We are in a cocktail bar, laughing. A ragged drop of lemon just ran up my straw, and The Butter Mouse lies in a pile of broken glass after attempting break dancing. A good handful of ice melts on the table from the wreckage. The robots don't mind. They serve up drinks and chop up fruit regardless.
I only finished my last post two hours ago.
I would like to pretend I was about to say something to the crew. Demand they find us a way out of Pansaers before we got stuck here forever. Instead we heard the shriek of metal when they pulled the grate from the mud.
‘OK then everyone, off we go then,’ a crew member said. The hole they had uncovered was car sized, a rusty ladder jutting from the darkness. One by one they lined up, and hoisted themselves onto the ladder with the uniform cohesion and of a line of ants. A few passengers dropped their depression, and joined the queue. They responded to questions from the rest of us with grins, and shakes of the head.
Jean-Michel was the last one left.
‘Apologies, it was a massive lie,’ he said, and smiled.
So the only way was down. We had to leave The Kandinsky once again, although this time I was not sure if the goodbye was permanent. The remaining bones were polished white, with not even the cartilage left.
I hung The Butter Mouse around my neck like a scarf, and descended into the gloom. Monkeys carved into the rungs jumped around near my knuckles. In my exhausted state even twenty steps made me worry about fainting. But with every rusty meter my shoulders loosened, and the throbbing in my ankles seeped away.
The Butter Mouse warmed my neck, her paws clawed near my chin. She hops off like a lemur after five minutes. Three hundred steps down she winked at me. Our feet and paws soon hit solid ground.

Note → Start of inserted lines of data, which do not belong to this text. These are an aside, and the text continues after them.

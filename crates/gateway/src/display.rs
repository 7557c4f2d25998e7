// Display Server
//
// Accepts viewer connections and attaches them to the fanout.

use crate::fanout::ViewerFanout;
use crate::registry::{ConnectionHandle, ConnectionId, ConnectionRegistry};
use crate::server::{serve_connections, ConnectionOptions, ConnectionService};
use crate::shutdown::ShutdownSignal;
use anyhow::{Context, Result};
use async_trait::async_trait;
use rollcall_core::DisplayConfig;
use std::sync::Arc;
use std::time::Duration;
use tokio::net::TcpListener;

#[async_trait]
impl ConnectionService for ViewerFanout {
    fn connections(&self) -> &ConnectionRegistry {
        self.viewers()
    }

    fn opened(&self, handle: ConnectionHandle) {
        self.add_viewer(handle);
    }

    async fn closed(&self, id: ConnectionId) {
        self.remove_viewer(&id);
    }
}

pub struct DisplayServer {
    config: DisplayConfig,
    fanout: Arc<ViewerFanout>,
}

impl DisplayServer {
    pub fn new(config: DisplayConfig, fanout: Arc<ViewerFanout>) -> Self {
        Self { config, fanout }
    }

    pub fn fanout(&self) -> Arc<ViewerFanout> {
        Arc::clone(&self.fanout)
    }

    pub async fn bind(&self) -> Result<TcpListener> {
        let addr = self.config.viewer_addr();
        let listener = TcpListener::bind(&addr)
            .await
            .with_context(|| format!("Failed to bind viewer endpoint on {}", addr))?;
        tracing::info!("Viewer endpoint listening on {}", listener.local_addr()?);
        Ok(listener)
    }

    pub async fn serve(&self, listener: TcpListener, shutdown: ShutdownSignal) {
        let options = ConnectionOptions {
            role: "viewer",
            queue_capacity: self.config.queue_capacity,
            send_timeout: Duration::from_secs(self.config.send_timeout_secs),
            idle_timeout: None,
        };
        serve_connections(listener, Arc::clone(&self.fanout), options, shutdown).await;
    }
}
// ==========================================
// Correlativities Engine - Config Layer
// ==========================================
// Storage: config_kv table
// ==========================================

pub mod config_manager;
pub mod engine_config_trait;

pub use config_manager::{config_keys, ConfigManager, DEFAULT_LOCALE};
pub use engine_config_trait::{ConfigResult, EngineConfigReader};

And so we ended up in Richter. I should be annoyed by the trickery, but it is hard to be angry when the drinks are so cold. Especially when you understand a trip through Pansaers is a classic part of Nadada, one designed to give travellers a dose of reality to make you appreciate the amazement of everywhere else.
The robots are taking us up in a hot air balloon for a gig tomorrow. They carved this out on the table for us.
The robots. I haven’t even had time to explain the robots.I just hope that my stuff from the Kandinsky turns up at some point. I’ve still no idea what happened to my cabin.